• [WORK TO BE COMPLETED]
The entries should be restated word for word.

• [Stored data entries]
┄┄┄┄┄┄

//! Personalized learning-path catalogue for the dashboard.

use serde::Serialize;

use crate::domain::learner::{ChallengeLevel, LearnerProfile, TimePreference};

crate::learner_enum! {
    /// Whether a path can be started yet
    PathStatus {
        Available => "available",
        Locked => "locked",
    }
}

/// One entry in the learner's path list.
#[derive(Debug, Clone, PartialEq, Eq, Serialize)]
pub struct LearningPath {
    pub title: &'static str,
    pub description: &'static str,
    pub status: PathStatus,
    pub estimated_minutes: u32,
    pub lessons: u32,
}

/// A small, medium and large variant of one number.
#[derive(Clone, Copy)]
struct Scale {
    small: u32,
    mid: u32,
    large: u32,
}

impl Scale {
    fn by_time(self, time: TimePreference) -> u32 {
        match time {
            TimePreference::Short => self.small,
            TimePreference::Medium => self.mid,
            TimePreference::Long => self.large,
        }
    }

    fn by_challenge(self, challenge: ChallengeLevel) -> u32 {
        match challenge {
            ChallengeLevel::Low => self.small,
            ChallengeLevel::Medium => self.mid,
            ChallengeLevel::High => self.large,
        }
    }
}

struct PathTemplate {
    title: &'static str,
    description: &'static str,
    /// `(minutes, lessons)` for available paths.
    sizing: Option<(Scale, Scale)>,
    locked_minutes: u32,
    locked_lessons: u32,
}

const PATHS: &[PathTemplate] = &[
    PathTemplate {
        title: "Cardiovascular Health Fundamentals",
        description: "Understanding heart health, blood pressure, and circulation basics tailored to your learning style.",
        sizing: Some((
            Scale { small: 15, mid: 25, large: 40 },
            Scale { small: 4, mid: 6, large: 8 },
        )),
        locked_minutes: 0,
        locked_lessons: 0,
    },
    PathTemplate {
        title: "Nutrition Science & Meal Planning",
        description: "Evidence-based nutrition principles with practical meal planning strategies.",
        sizing: Some((
            Scale { small: 20, mid: 30, large: 45 },
            Scale { small: 5, mid: 7, large: 10 },
        )),
        locked_minutes: 0,
        locked_lessons: 0,
    },
    PathTemplate {
        title: "Exercise Physiology & Movement",
        description: "How your body responds to exercise and creating sustainable fitness routines.",
        sizing: None,
        locked_minutes: 25,
        locked_lessons: 6,
    },
    PathTemplate {
        title: "Mental Health & Stress Management",
        description: "Psychological wellness, stress reduction techniques, and emotional regulation.",
        sizing: None,
        locked_minutes: 30,
        locked_lessons: 8,
    },
];

/// Path list for `profile`.
///
/// Available paths size their duration by time preference and their lesson
/// count by challenge level; locked paths have fixed sizes.
pub fn learning_paths_for(profile: &LearnerProfile) -> Vec<LearningPath> {
    PATHS
        .iter()
        .map(|t| match t.sizing {
            Some((minutes, lessons)) => LearningPath {
                title: t.title,
                description: t.description,
                status: PathStatus::Available,
                estimated_minutes: minutes.by_time(profile.time_preference),
                lessons: lessons.by_challenge(profile.challenge_level),
            },
            None => LearningPath {
                title: t.title,
                description: t.description,
                status: PathStatus::Locked,
                estimated_minutes: t.locked_minutes,
                lessons: t.locked_lessons,
            },
        })
        .collect()
}

#[cfg(test)]
mod tests {
    use super::*;
    use crate::domain::learner::profile::fixtures::premium_profile;

    #[test]
    fn available_paths_scale_with_time_and_challenge() {
        let mut p = premium_profile();
        p.time_preference = TimePreference::Short;
        p.challenge_level = ChallengeLevel::Low;
        let paths = learning_paths_for(&p);

        assert_eq!(paths[0].estimated_minutes, 15);
        assert_eq!(paths[0].lessons, 4);
        assert_eq!(paths[1].estimated_minutes, 20);
        assert_eq!(paths[1].lessons, 5);
    }

    #[test]
    fn long_high_challenge_gets_largest_paths() {
        // premium_profile is long / high.
        let paths = learning_paths_for(&premium_profile());
        assert_eq!(paths[0].estimated_minutes, 40);
        assert_eq!(paths[0].lessons, 8);
        assert_eq!(paths[1].estimated_minutes, 45);
        assert_eq!(paths[1].lessons, 10);
    }

    #[test]
    fn locked_paths_are_fixed() {
        let paths = learning_paths_for(&premium_profile());
        assert_eq!(paths.len(), 4);
        assert_eq!(paths[2].status, PathStatus::Locked);
        assert_eq!(paths[2].estimated_minutes, 25);
        assert_eq!(paths[3].lessons, 8);
    }
}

┄┄┄┄┄┄

• [ANSWER TO THIS TASK]
//! Personalized learning-path catalogue for the dashboard.

use serde::Serialize;

use crate::domain::learner::{ChallengeLevel, LearnerProfile, TimePreference};

crate::learner_enum! {
    /// Whether a path can be started yet
    PathStatus {
        Available => "available",
        Locked => "locked",
    }
}

/// One entry in the learner's path list.
#[derive(Debug, Clone, PartialEq, Eq, Serialize)]
pub struct LearningPath {
    pub title: &'static str,
    pub description: &'static str,
    pub status: PathStatus,
    pub estimated_minutes: u32,
    pub lessons: u32,
}

/// A small, medium and large variant of one number.
#[derive(Clone, Copy)]
struct Scale {
    small: u32,
    mid: u32,
    large: u32,
}

impl Scale {
    fn by_time(self, time: TimePreference) -> u32 {
        match time {
            TimePreference::Short => self.small,
            TimePreference::Medium => self.mid,
            TimePreference::Long => self.large,
        }
    }

    fn by_challenge(self, challenge: ChallengeLevel) -> u32 {
        match challenge {
            ChallengeLevel::Low => self.small,
            ChallengeLevel::Medium => self.mid,
            ChallengeLevel::High => self.large,
        }
    }
}

struct PathTemplate {
    title: &'static str,
    description: &'static str,
    /// `(minutes, lessons)` for available paths.
    sizing: Option<(Scale, Scale)>,
    locked_minutes: u32,
    locked_lessons: u32,
}

const PATHS: &[PathTemplate] = &[
    PathTemplate {
        title: "Cardiovascular Health Fundamentals",
        description: "Understanding heart health, blood pressure, and circulation basics tailored to your learning style.",
        sizing: Some((
            Scale { small: 15, mid: 25, large: 40 },
            Scale { small: 4, mid: 6, large: 8 },
        )),
        locked_minutes: 0,
        locked_lessons: 0,
    },
    PathTemplate {
        title: "Nutrition Science & Meal Planning",
        description: "Evidence-based nutrition principles with practical meal planning strategies.",
        sizing: Some((
            Scale { small: 20, mid: 30, large: 45 },
            Scale { small: 5, mid: 7, large: 10 },
        )),
        locked_minutes: 0,
        locked_lessons: 0,
    },
    PathTemplate {
        title: "Exercise Physiology & Movement",
        description: "How your body responds to exercise and creating sustainable fitness routines.",
        sizing: None,
        locked_minutes: 25,
        locked_lessons: 6,
    },
    PathTemplate {
        title: "Mental Health & Stress Management",
        description: "Psychological wellness, stress reduction techniques, and emotional regulation.",
        sizing: None,
        locked_minutes: 30,
        locked_lessons: 8,
    },
];

/// Path list for `profile`.
///
/// Available paths size their duration by time preference and their lesson
/// count by challenge level; locked paths have fixed sizes.
pub fn learning_paths_for(profile: &LearnerProfile) -> Vec<LearningPath> {
    PATHS
        .iter()
        .map(|t| match t.sizing {
            Some((minutes, lessons)) => LearningPath {
                title: t.title,
                description: t.description,
                status: PathStatus::Available,
                estimated_minutes: minutes.by_time(profile.time_preference),
                lessons: lessons.by_challenge(profile.challenge_level),
            },
            None => LearningPath {
                title: t.title,
                description: t.description,
                status: PathStatus::Locked,
                estimated_minutes: t.locked_minutes,
                lessons: t.locked_lessons,
            },
        })
        .collect()
}

#[cfg(test)]
mod tests {
    use super::*;
    use crate::domain::learner::profile::fixtures::premium_profile;

    #[test]
    fn available_paths_scale_with_time_and_challenge() {
        let mut p = premium_profile();
        p.time_preference = TimePreference::Short;
        p.challenge_level = ChallengeLevel::Low;
        let paths = learning_paths_for(&p);

        assert_eq!(paths[0].estimated_minutes, 15);
        assert_eq!(paths[0].lessons, 4);
        assert_eq!(paths[1].estimated_minutes, 20);
        assert_eq!(paths[1].lessons, 5);
    }

    #[test]
    fn long_high_challenge_gets_largest_paths() {
        // premium_profile is long / high.
        let paths = learning_paths_for(&premium_profile());
        assert_eq!(paths[0].estimated_minutes, 40);
        assert_eq!(paths[0].lessons, 8);
        assert_eq!(paths[1].estimated_minutes, 45);
        assert_eq!(paths[1].lessons, 10);
    }

    #[test]
    fn locked_paths_are_fixed() {
        let paths = learning_paths_for(&premium_profile());
        assert_eq!(paths.len(), 4);
        assert_eq!(paths[2].status, PathStatus::Locked);
        assert_eq!(paths[2].estimated_minutes, 25);
        assert_eq!(paths[3].lessons, 8);
    }
}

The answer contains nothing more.